U.S. Department of Agriculture: Agricultural Research Service, Lincoln, Nebraska
Date of this Version
1-2002
Document Type
Article
Citation
Agricultural Research January 2002
Abstract
Peanut farmers could soon have a biological pesticide for protecting their crop’s prized seed from fungi that produce aflatoxin—the chief culprits being Aspergillus flavus and A. parasiticus.
Circle One Global, Inc. (COGI), of Cuthbert, Georgia, has applied for an exclusive license on an ARS technique for making the biopesticide from spores of a nontoxigenic, or benign, strain of A. flavus.
In Florida, Georgia, and Alabama—top peanut-producing states— aflatoxin outbreaks from 1993 to 1996 caused losses averaging $26 million annually, ARS economist Marshall C. Lamb estimates. The Peanut Administrative Committee strictly regulates the sale or use of shelled peanuts having above 15 parts per billion of aflatoxin. Those peanuts can’t be used in edible products, and shellers receive a much lower price for them.
Currently, there’s no direct action peanut farmers can take to control fungi that produce aflatoxin. But ARS researchers are hoping to change that by helping COGI commercialize a biopesticide that peanut farmers can apply to their fields.

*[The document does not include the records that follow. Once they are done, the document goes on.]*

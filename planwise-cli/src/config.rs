use anyhow::{Context, Result};
use planwise_core::SchedulerConfig;
use serde::{Deserialize, Serialize};
use std::fs;
use std::path::{Path, PathBuf};

use crate::state::ensure_planwise_home;

#[derive(Debug, Clone, Default, PartialEq, Serialize, Deserialize)]
pub struct Config {
    #[serde(default)]
    pub general: GeneralSection,
    #[serde(default)]
    pub scheduler: SchedulerConfig,
}

#[derive(Debug, Clone, PartialEq, Serialize, Deserialize)]
pub struct GeneralSection {
    /// IANA timezone used for "now" and calendar export.
    #[serde(default = "default_timezone")]
    pub timezone: String,
}

impl Default for GeneralSection {
    fn default() -> Self {
        Self {
            timezone: default_timezone(),
        }
    }
}

fn default_timezone() -> String {
    "UTC".to_string()
}

pub fn config_path() -> Result<PathBuf> {
    Ok(ensure_planwise_home()?.join("config.toml"))
}

/// Missing file means defaults.
pub fn load_config_from(p: &Path) -> Result<Config> {
    if !p.exists() {
        return Ok(Config::default());
    }
    let s = fs::read_to_string(p).with_context(|| format!("read {}", p.display()))?;
    let cfg: Config = toml::from_str(&s).with_context(|| format!("parse {}", p.display()))?;
    cfg.scheduler
        .validate()
        .with_context(|| format!("invalid [scheduler] section in {}", p.display()))?;
    Ok(cfg)
}

pub fn save_config_to(p: &Path, cfg: &Config) -> Result<()> {
    let s = toml::to_string_pretty(cfg).context("serialize config")?;
    fs::write(p, s).with_context(|| format!("write {}", p.display()))?;
    Ok(())
}

pub fn load_config() -> Result<Config> {
    load_config_from(&config_path()?)
}

pub fn init_config() -> Result<()> {
    let p = config_path()?;
    if p.exists() {
        println!("Config already exists: {}", p.display());
        return Ok(());
    }
    save_config_to(&p, &Config::default())?;
    println!("Wrote {}", p.display());
    Ok(())
}
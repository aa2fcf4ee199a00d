use anyhow::{Context, Result};
use std::fs;
use std::io::Read;
use std::path::{Path, PathBuf};

/// `$PLANWISE_HOME`, else `~/.planwise`.
pub fn planwise_home() -> Result<PathBuf> {
    if let Ok(dir) = std::env::var("PLANWISE_HOME") {
        if !dir.trim().is_empty() {
            return Ok(PathBuf::from(dir));
        }
    }
    let home = std::env::var("HOME").context("HOME is not set")?;
    Ok(PathBuf::from(home).join(".planwise"))
}

pub fn ensure_planwise_home() -> Result<PathBuf> {
    let dir = planwise_home()?;
    fs::create_dir_all(&dir).with_context(|| format!("create {}", dir.display()))?;
    Ok(dir)
}

/// Read a whole file, or stdin when `path` is `-`.
pub fn read_input(path: &Path) -> Result<String> {
    if path == Path::new("-") {
        let mut s = String::new();
        std::io::stdin()
            .read_to_string(&mut s)
            .context("read stdin")?;
        return Ok(s);
    }
    fs::read_to_string(path).with_context(|| format!("read {}", path.display()))
}

pub fn write_output(path: &Path, contents: &str) -> Result<()> {
    fs::write(path, contents).with_context(|| format!("write {}", path.display()))
}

The approach is known as biocompetitive exclusion, explains Joe W. Dorner, a microbiologist in charge of the project at ARS’ National Peanut Research Laboratory, in Dawson, Georgia. It involves formulating the benign mold’s spores and seeding them into soils around peanut plants. There, by colonizing the peanut pod zone, the mold becomes a living shield against toxigenic fungi.